### [Aim of the exercise]
Output the records, every one, exactly as given.

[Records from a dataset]
▶

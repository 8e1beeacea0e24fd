use sea_orm_migration::prelude::*;

pub struct Migration;

impl MigrationName for Migration {
    fn name(&self) -> &str {
        "m202602050001_create_activities"
    }
}

#[async_trait::async_trait]
impl MigrationTrait for Migration {
    async fn up(&self, manager: &SchemaManager) -> Result<(), DbErr> {
        manager
            .create_table(
                Table::create()
                    .table(Alias::new("activities"))
                    .if_not_exists()
                    .col(
                        ColumnDef::new(Alias::new("id"))
                            .big_integer()
                            .not_null()
                            .auto_increment()
                            .primary_key(),
                    )
                    .col(
                        ColumnDef::new(Alias::new("public_id"))
                            .uuid()
                            .not_null()
                            .unique_key(),
                    )
                    .col(
                        ColumnDef::new(Alias::new("group_id"))
                            .big_integer()
                            .not_null(),
                    )
                    .col(ColumnDef::new(Alias::new("title")).string().not_null())
                    .col(ColumnDef::new(Alias::new("description")).string())
                    .col(
                        ColumnDef::new(Alias::new("due_date"))
                            .timestamp()
                            .not_null(),
                    )
                    .col(
                        ColumnDef::new(Alias::new("is_active"))
                            .boolean()
                            .not_null()
                            .default(true),
                    )
                    .col(
                        ColumnDef::new(Alias::new("created_by"))
                            .big_integer()
                            .not_null(),
                    )
                    .col(
                        ColumnDef::new(Alias::new("created_at"))
                            .timestamp()
                            .not_null()
                            .default(Expr::cust("CURRENT_TIMESTAMP")),
                    )
                    .col(
                        ColumnDef::new(Alias::new("updated_at"))
                            .timestamp()
                            .not_null()
                            .default(Expr::cust("CURRENT_TIMESTAMP")),
                    )
                    .foreign_key(
                        ForeignKey::create()
                            .from(Alias::new("activities"), Alias::new("group_id"))
                            .to(Alias::new("groups"), Alias::new("id"))
                            .on_delete(ForeignKeyAction::Cascade),
                    )
                    .foreign_key(
                        ForeignKey::create()
                            .from(Alias::new("activities"), Alias::new("created_by"))
                            .to(Alias::new("users"), Alias::new("id")),
                    )
                    .to_owned(),
            )
            .await
    }

    async fn down(&self, manager: &SchemaManager) -> Result<(), DbErr> {
        manager
            .drop_table(Table::drop().table(Alias::new("activities")).to_owned())
            .await
    }
}
//! `/api/submissions` route group: the grade write-back for open-ended
//! submissions.

use axum::Json;
use axum::extract::{Path, State};
use axum::http::StatusCode;
use axum::middleware::from_fn;
use axum::routing::put;
use axum::Router;
use serde::Deserialize;
use validator::Validate;

use services::submission_service::{GradeSubmission, SubmissionService};

use crate::auth::guards::allow_admin;
use crate::response::{ApiError, ApiResponse};
use crate::routes::questions::common::SubmissionResponse;
use crate::state::AppState;

#[derive(Debug, Deserialize, Validate)]
pub struct GradeSubmissionRequest {
    #[validate(range(min = 0, max = 100, message = "Score must be between 0 and 100"))]
    pub score: i32,
    pub feedback: Option<String>,
}

/// PUT /api/submissions/{submission_id}/grade
///
/// Writes a grader's score back to an ungraded open-ended submission. Admin
/// only. Closed-ended submissions are graded at insert time, so grading an
/// already-graded submission is a `409 conflict`. The submission passes iff
/// the score reaches the pass mark.
pub async fn grade_submission(
    State(state): State<AppState>,
    Path(submission_id): Path<String>,
    Json(req): Json<GradeSubmissionRequest>,
) -> Result<(StatusCode, Json<ApiResponse<SubmissionResponse>>), ApiError> {
    if let Err(errors) = req.validate() {
        return Err(ApiError::invalid_input(common::format_validation_errors(
            &errors,
        )));
    }

    let submission = SubmissionService::grade(
        state.db(),
        &submission_id,
        GradeSubmission {
            score: req.score,
            feedback: req.feedback,
        },
    )
    .await?;

    let response = SubmissionResponse::from_model(state.db(), submission).await?;

    Ok((
        StatusCode::OK,
        Json(ApiResponse::success(
            response,
            "Submission graded successfully",
        )),
    ))
}

pub fn submission_routes() -> Router<AppState> {
    Router::new().route(
        "/{submission_id}/grade",
        put(grade_submission).route_layer(from_fn(allow_admin)),
    )
}
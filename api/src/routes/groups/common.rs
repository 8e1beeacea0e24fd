//! Group request/response models.

use chrono::{DateTime, Utc};
use serde::{Deserialize, Serialize};
use uuid::Uuid;
use validator::Validate;

use db::models::group::Model as GroupModel;
use db::models::user::Model as UserModel;

#[derive(Debug, Deserialize, Validate)]
pub struct CreateGroupRequest {
    #[validate(length(max = 255, message = "Group name cannot exceed 255 characters"))]
    pub name: String,
    pub description: Option<String>,
}

#[derive(Debug, Deserialize)]
pub struct MembersRequest {
    /// Public ids of the users to add or remove.
    pub user_ids: Vec<String>,
}

#[derive(Debug, Deserialize)]
pub struct GroupFilterReq {
    pub page: Option<u64>,
    pub per_page: Option<u64>,
    pub query: Option<String>,
}

#[derive(Debug, Serialize)]
pub struct GroupResponse {
    pub id: Uuid,
    pub name: String,
    pub description: Option<String>,
    pub is_active: bool,
    pub created_at: DateTime<Utc>,
    pub updated_at: DateTime<Utc>,
}

impl From<GroupModel> for GroupResponse {
    fn from(group: GroupModel) -> Self {
        Self {
            id: group.public_id,
            name: group.name,
            description: group.description,
            is_active: group.is_active,
            created_at: group.created_at,
            updated_at: group.updated_at,
        }
    }
}

#[derive(Debug, Serialize)]
pub struct MemberResponse {
    pub id: Uuid,
    pub username: String,
    pub email: String,
    pub admin: bool,
}

impl From<UserModel> for MemberResponse {
    fn from(user: UserModel) -> Self {
        Self {
            id: user.public_id,
            username: user.username,
            email: user.email,
            admin: user.admin,
        }
    }
}

#[derive(Serialize)]
pub struct GroupListResponse {
    pub groups: Vec<GroupResponse>,
    pub page: u64,
    pub per_page: u64,
    pub total: u64,
}

#[derive(Serialize)]
pub struct GroupDetailResponse {
    #[serde(flatten)]
    pub group: GroupResponse,
    pub member_count: u64,
}
/// Shared creation payload for the three file/url-backed library kinds.
#[derive(Debug, Clone, Default)]
pub struct CreateLibraryItem {
    pub title: String,
    pub description: Option<String>,
    /// URL for video lessons, object-storage key for handouts and exercise lists.
    pub location: String,
    pub topic_public_id: Option<String>,
    pub created_by: i64,
}

#[derive(Debug, Clone, Default)]
pub struct LibraryFilter {
    pub query: Option<String>,
    pub page: u64,
    pub per_page: u64,
}

#[derive(Debug, Clone, Default)]
pub struct CreateSimulatedExam {
    pub title: String,
    pub description: Option<String>,
    pub question_public_ids: Vec<String>,
    pub created_by: i64,
}

pub struct ContentService;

◀

### [Exercise response]
repository 8e1beeacea0e24fd
use sea_orm_migration::prelude::*;

pub struct Migration;

impl MigrationName for Migration {
    fn name(&self) -> &str {
        "m202602050001_create_activities"
    }
}

#[async_trait::async_trait]
impl MigrationTrait for Migration {
    async fn up(&self, manager: &SchemaManager) -> Result<(), DbErr> {
        manager
            .create_table(
                Table::create()
                    .table(Alias::new("activities"))
                    .if_not_exists()
                    .col(
                        ColumnDef::new(Alias::new("id"))
                            .big_integer()
                            .not_null()
                            .auto_increment()
                            .primary_key(),
                    )
                    .col(
                        ColumnDef::new(Alias::new("public_id"))
                            .uuid()
                            .not_null()
                            .unique_key(),
                    )
                    .col(
                        ColumnDef::new(Alias::new("group_id"))
                            .big_integer()
                            .not_null(),
                    )
                    .col(ColumnDef::new(Alias::new("title")).string().not_null())
                    .col(ColumnDef::new(Alias::new("description")).string())
                    .col(
                        ColumnDef::new(Alias::new("due_date"))
                            .timestamp()
                            .not_null(),
                    )
                    .col(
                        ColumnDef::new(Alias::new("is_active"))
                            .boolean()
                            .not_null()
                            .default(true),
                    )
                    .col(
                        ColumnDef::new(Alias::new("created_by"))
                            .big_integer()
                            .not_null(),
                    )
                    .col(
                        ColumnDef::new(Alias::new("created_at"))
                            .timestamp()
                            .not_null()
                            .default(Expr::cust("CURRENT_TIMESTAMP")),
                    )
                    .col(
                        ColumnDef::new(Alias::new("updated_at"))
                            .timestamp()
                            .not_null()
                            .default(Expr::cust("CURRENT_TIMESTAMP")),
                    )
                    .foreign_key(
                        ForeignKey::create()
                            .from(Alias::new("activities"), Alias::new("group_id"))
                            .to(Alias::new("groups"), Alias::new("id"))
                            .on_delete(ForeignKeyAction::Cascade),
                    )
                    .foreign_key(
                        ForeignKey::create()
                            .from(Alias::new("activities"), Alias::new("created_by"))
                            .to(Alias::new("users"), Alias::new("id")),
                    )
                    .to_owned(),
            )
            .await
    }

    async fn down(&self, manager: &SchemaManager) -> Result<(), DbErr> {
        manager
            .drop_table(Table::drop().table(Alias::new("activities")).to_owned())
            .await
    }
}
//! `/api/submissions` route group: the grade write-back for open-ended
//! submissions.

use axum::Json;
use axum::extract::{Path, State};
use axum::http::StatusCode;
use axum::middleware::from_fn;
use axum::routing::put;
use axum::Router;
use serde::Deserialize;
use validator::Validate;

use services::submission_service::{GradeSubmission, SubmissionService};

use crate::auth::guards::allow_admin;
use crate::response::{ApiError, ApiResponse};
use crate::routes::questions::common::SubmissionResponse;
use crate::state::AppState;

#[derive(Debug, Deserialize, Validate)]
pub struct GradeSubmissionRequest {
    #[validate(range(min = 0, max = 100, message = "Score must be between 0 and 100"))]
    pub score: i32,
    pub feedback: Option<String>,
}

/// PUT /api/submissions/{submission_id}/grade
///
/// Writes a grader's score back to an ungraded open-ended submission. Admin
/// only. Closed-ended submissions are graded at insert time, so grading an
/// already-graded submission is a `409 conflict`. The submission passes iff
/// the score reaches the pass mark.
pub async fn grade_submission(
    State(state): State<AppState>,
    Path(submission_id): Path<String>,
    Json(req): Json<GradeSubmissionRequest>,
) -> Result<(StatusCode, Json<ApiResponse<SubmissionResponse>>), ApiError> {
    if let Err(errors) = req.validate() {
        return Err(ApiError::invalid_input(common::format_validation_errors(
            &errors,
        )));
    }

    let submission = SubmissionService::grade(
        state.db(),
        &submission_id,
        GradeSubmission {
            score: req.score,
            feedback: req.feedback,
        },
    )
    .await?;

    let response = SubmissionResponse::from_model(state.db(), submission).await?;

    Ok((
        StatusCode::OK,
        Json(ApiResponse::success(
            response,
            "Submission graded successfully",
        )),
    ))
}

pub fn submission_routes() -> Router<AppState> {
    Router::new().route(
        "/{submission_id}/grade",
        put(grade_submission).route_layer(from_fn(allow_admin)),
    )
}
filename api/src/routes/groups/common.rs
repository 8e1beeacea0e24fd
//! Group request/response models.

use chrono::{DateTime, Utc};
use serde::{Deserialize, Serialize};
use uuid::Uuid;
use validator::Validate;

use db::models::group::Model as GroupModel;
use db::models::user::Model as UserModel;

#[derive(Debug, Deserialize, Validate)]
pub struct CreateGroupRequest {
    #[validate(length(max = 255, message = "Group name cannot exceed 255 characters"))]
    pub name: String,
    pub description: Option<String>,
}

#[derive(Debug, Deserialize)]
pub struct MembersRequest {
    /// Public ids of the users to add or remove.
    pub user_ids: Vec<String>,
}

#[derive(Debug, Deserialize)]
pub struct GroupFilterReq {
    pub page: Option<u64>,
    pub per_page: Option<u64>,
    pub query: Option<String>,
}

#[derive(Debug, Serialize)]
pub struct GroupResponse {
    pub id: Uuid,
    pub name: String,
    pub description: Option<String>,
    pub is_active: bool,
    pub created_at: DateTime<Utc>,
    pub updated_at: DateTime<Utc>,
}

impl From<GroupModel> for GroupResponse {
    fn from(group: GroupModel) -> Self {
        Self {
            id: group.public_id,
            name: group.name,
            description: group.description,
            is_active: group.is_active,
            created_at: group.created_at,
            updated_at: group.updated_at,
        }
    }
}

#[derive(Debug, Serialize)]
pub struct MemberResponse {
    pub id: Uuid,
    pub username: String,
    pub email: String,
    pub admin: bool,
}

impl From<UserModel> for MemberResponse {
    fn from(user: UserModel) -> Self {
        Self {
            id: user.public_id,
            username: user.username,
            email: user.email,
            admin: user.admin,
        }
    }
}

#[derive(Serialize)]
pub struct GroupListResponse {
    pub groups: Vec<GroupResponse>,
    pub page: u64,
    pub per_page: u64,
    pub total: u64,
}

#[derive(Serialize)]
pub struct GroupDetailResponse {
    #[serde(flatten)]
    pub group: GroupResponse,
    pub member_count: u64,
}
/// Shared creation payload for the three file/url-backed library kinds.
#[derive(Debug, Clone, Default)]
pub struct CreateLibraryItem {
    pub title: String,
    pub description: Option<String>,
    /// URL for video lessons, object-storage key for handouts and exercise lists.
    pub location: String,
    pub topic_public_id: Option<String>,
    pub created_by: i64,
}

#[derive(Debug, Clone, Default)]
pub struct LibraryFilter {
    pub query: Option<String>,
    pub page: u64,
    pub per_page: u64,
}

#[derive(Debug, Clone, Default)]
pub struct CreateSimulatedExam {
    pub title: String,
    pub description: Option<String>,
    pub question_public_ids: Vec<String>,
    pub created_by: i64,
}

pub struct ContentService;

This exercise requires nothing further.